Friday, July 13, 2007

Extra Ordinary Love

Love is not just to do something for someone —
love is not a sort of sentimentality and kissing each other and so on.
Love is to enter into covenant —
to know that you accept me as I am,
that you see my gift, but also that you see my wound.
That you won't abandon me when you see my wound,
that you won't just flatter me when you see my gift.
But you accept me as I am with all that is fragile,
all that is broken, all that is beautiful, too. . . .
Then the extraordinary thing is we can let down barriers,
we don't have to prove,
I don't have to pretend I'm better than you are,
I'm allowed to be myself.
I'm allowed to be myself because you love me.
- Jean Vanier, "Seeing God in Others"

For the present, I work at a church. About a month ago I was required to lead the bi-monthly staff meeting devotional (for the first time ever), a task that at first seemed daunting and intimidating. That is, of course, until I remembered I can paint! At any rate my prayer was that the Spirit would speak through me and that my words would be well received. I am not sure how well they were received except by the one person who afterwards made a point of telling me that I did a good job (of course, I had asked her to pray for me regarding it in the preceding days), but nonetheless I was satisfied that I had done my best. The passages that I wanted to reflect on were 1 Corinthians 12 & 13. Fairly common passages, but usually one reads or hears read either chapter 12 or chapter 13, when really they were intended to go together.
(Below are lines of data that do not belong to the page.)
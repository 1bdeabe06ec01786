//! The local HTTP leg of the tunnel: rebuild each forwarded request
//! against the local server and re-encode the response. Every failure
//! on this leg becomes a synthesized 502 envelope with a short
//! diagnostic body; nothing propagates an error up to the read loop.

use std::time::Duration;

use anyhow::{Context, Result};
use http::header::{HeaderValue, HOST};
use http::Method;
use tracing::debug;

use burrow_proto::{encoding, headers, HttpRequest, HttpResponse, REQUEST_TIMEOUT_SECS};

use crate::config;

/// Client used for all requests of one tunnel connection. Redirects
/// are returned verbatim for the visitor's browser to follow.
pub fn local_client() -> Result<reqwest::Client> {
    reqwest::Client::builder()
        .timeout(Duration::from_secs(REQUEST_TIMEOUT_SECS))
        .redirect(reqwest::redirect::Policy::none())
        .build()
        .context("failed to build local HTTP client")
}

/// Forward one `http-request` envelope to `localhost:<port>` and
/// return the `http-response` envelope for it.
pub async fn handle_request(
    client: &reqwest::Client,
    request: &HttpRequest,
    local_port: u16,
) -> HttpResponse {
    let target_host = config::target_host();
    let url = format!("http://{target_host}:{local_port}{}", request.path);

    let Ok(method) = Method::from_bytes(request.method.as_bytes()) else {
        return HttpResponse::synthesized(&request.id, 502, "Invalid request method");
    };

    let body = match request.body.as_deref() {
        Some(encoded) => match encoding::decode(encoded) {
            Ok(bytes) => bytes,
            Err(_) => {
                return HttpResponse::synthesized(&request.id, 502, "Invalid request body");
            }
        },
        None => Vec::new(),
    };

    let mut header_map =
        headers::to_header_map(&headers::without(&request.headers, headers::REQUEST_STRIP));
    // Many local dev servers check the Host header.
    if let Ok(host) = HeaderValue::from_str(&format!("{target_host}:{local_port}")) {
        header_map.insert(HOST, host);
    }

    let result = client
        .request(method, &url)
        .headers(header_map)
        .body(body)
        .send()
        .await;

    let response = match result {
        Ok(response) => response,
        Err(err) => {
            debug!(local_port, %err, "local request failed");
            return HttpResponse::synthesized(
                &request.id,
                502,
                &format!("Failed to connect to local port {local_port}: {err}"),
            );
        }
    };

    let status = response.status().as_u16();
    // The client has already decompressed and rebuffered the body, so
    // the encoding headers describe bytes that no longer exist.
    let response_headers = headers::without(
        &headers::from_header_map(response.headers()),
        headers::RESPONSE_STRIP,
    );

    let bytes = match response.bytes().await {
        Ok(bytes) => bytes,
        Err(err) => {
            return HttpResponse::synthesized(
                &request.id,
                502,
                &format!("Failed to read local response: {err}"),
            );
        }
    };

    HttpResponse {
        id: request.id.clone(),
        status,
        headers: response_headers,
        body: if bytes.is_empty() {
            None
        } else {
            Some(encoding::encode_chunked(&bytes))
        },
    }
}
use std::env;
use std::time::Duration;

use burrow_proto::REQUEST_TIMEOUT_SECS;

/// Lifetime of one cached per-tunnel config entry.
const CONFIG_CACHE_TTL_SECS: u64 = 30;

#[derive(Debug, Clone)]
pub struct EdgeConfig {
    pub port: u16,
    pub database_url: String,
    /// Public zone the edge serves, e.g. `burrow.dev`.
    pub zone: String,
    pub request_timeout: Duration,
    pub config_cache_ttl: Duration,
    /// Subdomains that always 404 for visitor traffic.
    pub reserved_subdomains: Vec<String>,
}

impl EdgeConfig {
    pub fn from_env() -> Self {
        Self {
            port: env::var("BURROW_EDGE_PORT")
                .ok()
                .and_then(|p| p.parse().ok())
                .unwrap_or(8787),
            database_url: env::var("DATABASE_URL")
                .unwrap_or_else(|_| "sqlite://burrow-edge.db?mode=rwc".to_string()),
            zone: env::var("BURROW_ZONE").unwrap_or_else(|_| "burrow.dev".to_string()),
            request_timeout: Duration::from_secs(REQUEST_TIMEOUT_SECS),
            config_cache_ttl: Duration::from_secs(CONFIG_CACHE_TTL_SECS),
            reserved_subdomains: vec!["www".to_string(), "tunnel".to_string()],
        }
    }
}

impl Default for EdgeConfig {
    fn default() -> Self {
        Self {
            port: 8787,
            database_url: "sqlite://burrow-edge.db?mode=rwc".to_string(),
            zone: "burrow.dev".to_string(),
            request_timeout: Duration::from_secs(REQUEST_TIMEOUT_SECS),
            config_cache_ttl: Duration::from_secs(CONFIG_CACHE_TTL_SECS),
            reserved_subdomains: vec!["www".to_string(), "tunnel".to_string()],
        }
    }
}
I knew what I wanted to say. I knew what I thought our community needed to hear, but I wasn't sure exactly how to communicate it. So, as always, I went to my modern day treasure chest of information, "Google," and I came up with the article from which the above quote was extracted and shared some excerpts from it. It is an amazing article, if you have the time, you should most definitely read it in its entirety. Jean Varnier, although newly discovered by me, is a published author of several books that I now look forward to adding to my "must read" list.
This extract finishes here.